====== Raw data
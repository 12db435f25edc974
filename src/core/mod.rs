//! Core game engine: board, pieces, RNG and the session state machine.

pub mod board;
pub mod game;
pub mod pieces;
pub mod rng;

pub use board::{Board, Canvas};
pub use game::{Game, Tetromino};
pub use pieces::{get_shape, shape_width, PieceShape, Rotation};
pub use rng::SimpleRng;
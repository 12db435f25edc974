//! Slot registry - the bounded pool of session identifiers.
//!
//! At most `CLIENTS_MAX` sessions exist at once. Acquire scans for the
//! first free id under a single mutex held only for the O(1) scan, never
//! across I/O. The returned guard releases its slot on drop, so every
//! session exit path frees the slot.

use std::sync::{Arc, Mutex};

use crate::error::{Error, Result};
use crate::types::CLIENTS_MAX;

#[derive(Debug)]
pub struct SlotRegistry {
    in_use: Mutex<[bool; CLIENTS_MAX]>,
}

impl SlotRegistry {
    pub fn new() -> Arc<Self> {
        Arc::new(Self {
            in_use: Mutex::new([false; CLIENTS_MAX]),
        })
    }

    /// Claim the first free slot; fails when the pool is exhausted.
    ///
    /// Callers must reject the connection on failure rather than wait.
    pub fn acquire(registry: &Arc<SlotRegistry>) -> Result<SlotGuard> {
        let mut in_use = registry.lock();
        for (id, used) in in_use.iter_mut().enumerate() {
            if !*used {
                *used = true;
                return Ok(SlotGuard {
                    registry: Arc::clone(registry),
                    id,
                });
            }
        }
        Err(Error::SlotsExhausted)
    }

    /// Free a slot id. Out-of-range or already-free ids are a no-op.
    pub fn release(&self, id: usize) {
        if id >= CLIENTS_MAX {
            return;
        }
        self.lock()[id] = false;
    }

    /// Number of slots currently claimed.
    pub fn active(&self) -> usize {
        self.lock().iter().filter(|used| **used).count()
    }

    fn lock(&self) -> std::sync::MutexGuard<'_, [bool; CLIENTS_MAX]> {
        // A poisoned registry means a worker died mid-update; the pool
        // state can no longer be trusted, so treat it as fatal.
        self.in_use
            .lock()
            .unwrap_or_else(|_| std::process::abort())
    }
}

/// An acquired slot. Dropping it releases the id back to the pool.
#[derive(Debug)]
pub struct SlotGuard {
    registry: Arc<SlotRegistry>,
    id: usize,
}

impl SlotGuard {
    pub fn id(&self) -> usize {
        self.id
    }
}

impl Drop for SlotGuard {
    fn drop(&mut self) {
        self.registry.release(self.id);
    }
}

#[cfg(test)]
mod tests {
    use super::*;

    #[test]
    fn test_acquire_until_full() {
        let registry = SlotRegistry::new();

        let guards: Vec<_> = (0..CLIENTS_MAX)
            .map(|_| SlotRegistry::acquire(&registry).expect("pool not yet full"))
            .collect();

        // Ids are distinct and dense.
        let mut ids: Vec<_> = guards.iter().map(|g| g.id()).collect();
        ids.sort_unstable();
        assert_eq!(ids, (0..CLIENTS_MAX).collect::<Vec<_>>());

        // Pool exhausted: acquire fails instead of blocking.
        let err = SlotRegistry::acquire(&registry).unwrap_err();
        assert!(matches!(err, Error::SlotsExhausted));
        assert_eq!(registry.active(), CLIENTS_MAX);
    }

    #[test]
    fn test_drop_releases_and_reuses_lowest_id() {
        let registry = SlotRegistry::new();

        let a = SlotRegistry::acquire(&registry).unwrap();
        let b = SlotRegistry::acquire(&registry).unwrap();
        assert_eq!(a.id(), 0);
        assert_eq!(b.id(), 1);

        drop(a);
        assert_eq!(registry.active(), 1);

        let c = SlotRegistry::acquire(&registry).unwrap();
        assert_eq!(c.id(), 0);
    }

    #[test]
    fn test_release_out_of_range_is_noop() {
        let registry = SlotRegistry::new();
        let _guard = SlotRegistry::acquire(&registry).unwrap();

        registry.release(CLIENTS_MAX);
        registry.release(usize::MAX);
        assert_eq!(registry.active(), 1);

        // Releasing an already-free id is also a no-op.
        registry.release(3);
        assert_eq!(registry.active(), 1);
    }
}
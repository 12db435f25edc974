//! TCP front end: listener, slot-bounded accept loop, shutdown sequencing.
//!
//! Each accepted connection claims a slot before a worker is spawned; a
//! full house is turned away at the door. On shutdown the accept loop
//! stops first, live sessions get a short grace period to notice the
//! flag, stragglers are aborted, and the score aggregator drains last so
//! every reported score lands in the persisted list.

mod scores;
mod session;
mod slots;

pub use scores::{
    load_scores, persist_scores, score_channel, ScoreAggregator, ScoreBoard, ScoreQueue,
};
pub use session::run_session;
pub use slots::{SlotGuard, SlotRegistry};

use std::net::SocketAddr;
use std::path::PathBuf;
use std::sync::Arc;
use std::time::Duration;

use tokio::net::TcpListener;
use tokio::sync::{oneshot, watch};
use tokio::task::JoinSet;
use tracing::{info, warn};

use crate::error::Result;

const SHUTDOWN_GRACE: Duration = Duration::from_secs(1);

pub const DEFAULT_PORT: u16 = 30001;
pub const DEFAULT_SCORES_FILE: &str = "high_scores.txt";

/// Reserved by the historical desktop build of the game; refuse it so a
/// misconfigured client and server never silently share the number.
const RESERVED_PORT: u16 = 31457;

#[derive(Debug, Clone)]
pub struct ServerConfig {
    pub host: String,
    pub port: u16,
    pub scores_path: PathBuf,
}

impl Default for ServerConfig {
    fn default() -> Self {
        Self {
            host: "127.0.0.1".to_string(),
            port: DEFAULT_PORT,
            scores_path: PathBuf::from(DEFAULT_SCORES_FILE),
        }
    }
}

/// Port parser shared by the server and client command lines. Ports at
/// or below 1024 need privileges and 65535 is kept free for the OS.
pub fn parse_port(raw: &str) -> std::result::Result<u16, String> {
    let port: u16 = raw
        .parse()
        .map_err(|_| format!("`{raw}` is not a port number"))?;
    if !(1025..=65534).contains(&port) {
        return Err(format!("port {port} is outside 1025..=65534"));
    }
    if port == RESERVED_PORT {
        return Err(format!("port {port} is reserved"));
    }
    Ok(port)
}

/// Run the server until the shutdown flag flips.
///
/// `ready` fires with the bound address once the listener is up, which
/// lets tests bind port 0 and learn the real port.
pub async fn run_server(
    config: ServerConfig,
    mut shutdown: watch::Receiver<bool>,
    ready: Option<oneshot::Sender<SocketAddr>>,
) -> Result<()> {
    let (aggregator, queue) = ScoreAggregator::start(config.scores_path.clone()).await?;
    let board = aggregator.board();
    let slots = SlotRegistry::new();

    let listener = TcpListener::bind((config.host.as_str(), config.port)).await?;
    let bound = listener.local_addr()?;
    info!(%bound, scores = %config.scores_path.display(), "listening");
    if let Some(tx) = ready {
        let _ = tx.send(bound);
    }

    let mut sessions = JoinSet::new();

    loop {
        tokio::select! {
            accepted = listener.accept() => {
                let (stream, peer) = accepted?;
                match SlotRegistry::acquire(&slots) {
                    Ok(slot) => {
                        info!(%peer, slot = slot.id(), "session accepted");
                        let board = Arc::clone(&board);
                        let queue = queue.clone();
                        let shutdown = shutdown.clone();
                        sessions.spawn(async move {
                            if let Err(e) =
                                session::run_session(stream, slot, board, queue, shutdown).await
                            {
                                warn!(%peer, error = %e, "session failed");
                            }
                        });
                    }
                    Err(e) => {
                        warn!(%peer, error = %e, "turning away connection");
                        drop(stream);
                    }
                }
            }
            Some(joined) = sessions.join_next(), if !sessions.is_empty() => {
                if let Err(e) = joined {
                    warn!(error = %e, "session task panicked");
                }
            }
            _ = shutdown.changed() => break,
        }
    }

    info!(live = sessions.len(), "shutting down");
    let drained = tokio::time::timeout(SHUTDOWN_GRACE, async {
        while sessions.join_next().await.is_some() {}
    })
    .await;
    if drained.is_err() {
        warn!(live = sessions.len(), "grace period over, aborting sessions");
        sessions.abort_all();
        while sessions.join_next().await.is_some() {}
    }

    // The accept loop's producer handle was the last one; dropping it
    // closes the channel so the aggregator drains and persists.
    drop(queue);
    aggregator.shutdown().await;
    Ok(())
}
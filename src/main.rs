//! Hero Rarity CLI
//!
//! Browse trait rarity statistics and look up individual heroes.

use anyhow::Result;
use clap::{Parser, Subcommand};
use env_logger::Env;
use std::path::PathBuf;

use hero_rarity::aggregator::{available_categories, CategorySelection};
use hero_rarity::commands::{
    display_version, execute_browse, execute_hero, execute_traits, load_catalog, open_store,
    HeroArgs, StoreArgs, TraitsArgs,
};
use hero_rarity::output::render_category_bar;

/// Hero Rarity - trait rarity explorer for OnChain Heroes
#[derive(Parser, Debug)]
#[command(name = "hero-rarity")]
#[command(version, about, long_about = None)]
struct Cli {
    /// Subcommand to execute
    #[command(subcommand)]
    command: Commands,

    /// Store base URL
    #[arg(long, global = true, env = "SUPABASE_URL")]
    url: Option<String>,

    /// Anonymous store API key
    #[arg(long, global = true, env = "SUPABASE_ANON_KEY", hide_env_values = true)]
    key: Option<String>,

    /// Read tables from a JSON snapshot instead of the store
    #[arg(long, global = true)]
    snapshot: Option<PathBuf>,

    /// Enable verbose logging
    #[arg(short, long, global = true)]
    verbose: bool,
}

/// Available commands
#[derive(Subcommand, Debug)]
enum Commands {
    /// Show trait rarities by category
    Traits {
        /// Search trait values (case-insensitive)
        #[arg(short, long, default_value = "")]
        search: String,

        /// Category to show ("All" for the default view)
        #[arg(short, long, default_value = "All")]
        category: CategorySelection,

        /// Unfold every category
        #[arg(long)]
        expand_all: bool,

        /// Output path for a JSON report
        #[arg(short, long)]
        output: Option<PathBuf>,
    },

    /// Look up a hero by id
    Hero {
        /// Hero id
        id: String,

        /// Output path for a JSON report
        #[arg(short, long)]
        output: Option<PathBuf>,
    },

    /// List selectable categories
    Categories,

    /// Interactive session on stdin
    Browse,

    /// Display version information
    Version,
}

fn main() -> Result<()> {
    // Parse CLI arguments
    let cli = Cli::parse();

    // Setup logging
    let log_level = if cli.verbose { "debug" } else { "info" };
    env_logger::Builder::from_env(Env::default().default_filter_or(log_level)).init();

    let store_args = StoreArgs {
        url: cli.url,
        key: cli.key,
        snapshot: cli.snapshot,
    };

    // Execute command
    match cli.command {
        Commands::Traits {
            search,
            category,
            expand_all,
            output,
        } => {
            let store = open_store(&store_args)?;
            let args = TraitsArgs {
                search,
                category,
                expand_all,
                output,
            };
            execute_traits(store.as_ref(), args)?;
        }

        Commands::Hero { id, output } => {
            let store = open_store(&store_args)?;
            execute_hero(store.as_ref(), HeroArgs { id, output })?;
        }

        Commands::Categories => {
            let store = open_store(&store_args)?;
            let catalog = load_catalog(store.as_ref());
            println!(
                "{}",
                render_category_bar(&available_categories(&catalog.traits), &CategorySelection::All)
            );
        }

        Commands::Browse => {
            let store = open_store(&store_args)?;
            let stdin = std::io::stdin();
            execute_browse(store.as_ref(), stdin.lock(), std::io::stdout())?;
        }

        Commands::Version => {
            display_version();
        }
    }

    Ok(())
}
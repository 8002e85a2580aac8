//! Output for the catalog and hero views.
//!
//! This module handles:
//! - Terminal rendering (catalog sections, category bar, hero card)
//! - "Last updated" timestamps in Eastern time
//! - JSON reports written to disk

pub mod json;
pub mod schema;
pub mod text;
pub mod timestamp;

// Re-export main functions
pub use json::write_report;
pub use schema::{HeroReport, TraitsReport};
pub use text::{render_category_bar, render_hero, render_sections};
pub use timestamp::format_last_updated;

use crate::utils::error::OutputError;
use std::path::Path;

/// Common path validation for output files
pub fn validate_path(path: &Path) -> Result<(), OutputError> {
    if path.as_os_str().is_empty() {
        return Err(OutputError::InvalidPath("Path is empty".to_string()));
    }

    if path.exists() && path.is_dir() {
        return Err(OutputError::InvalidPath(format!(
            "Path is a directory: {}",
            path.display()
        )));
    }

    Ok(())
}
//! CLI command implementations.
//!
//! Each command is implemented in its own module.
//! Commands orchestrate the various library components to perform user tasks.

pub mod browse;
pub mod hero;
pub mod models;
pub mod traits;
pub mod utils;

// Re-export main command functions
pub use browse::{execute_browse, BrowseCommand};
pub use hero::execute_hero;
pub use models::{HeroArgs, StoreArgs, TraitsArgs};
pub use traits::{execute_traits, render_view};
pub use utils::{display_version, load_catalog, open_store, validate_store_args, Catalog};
============
# Try it
Each line above that holds the string "TcpListener" should be copied and shown.

# Reply
use tokio::net::TcpListener;
    let listener = TcpListener::bind((config.host.as_str(), config.port)).await?;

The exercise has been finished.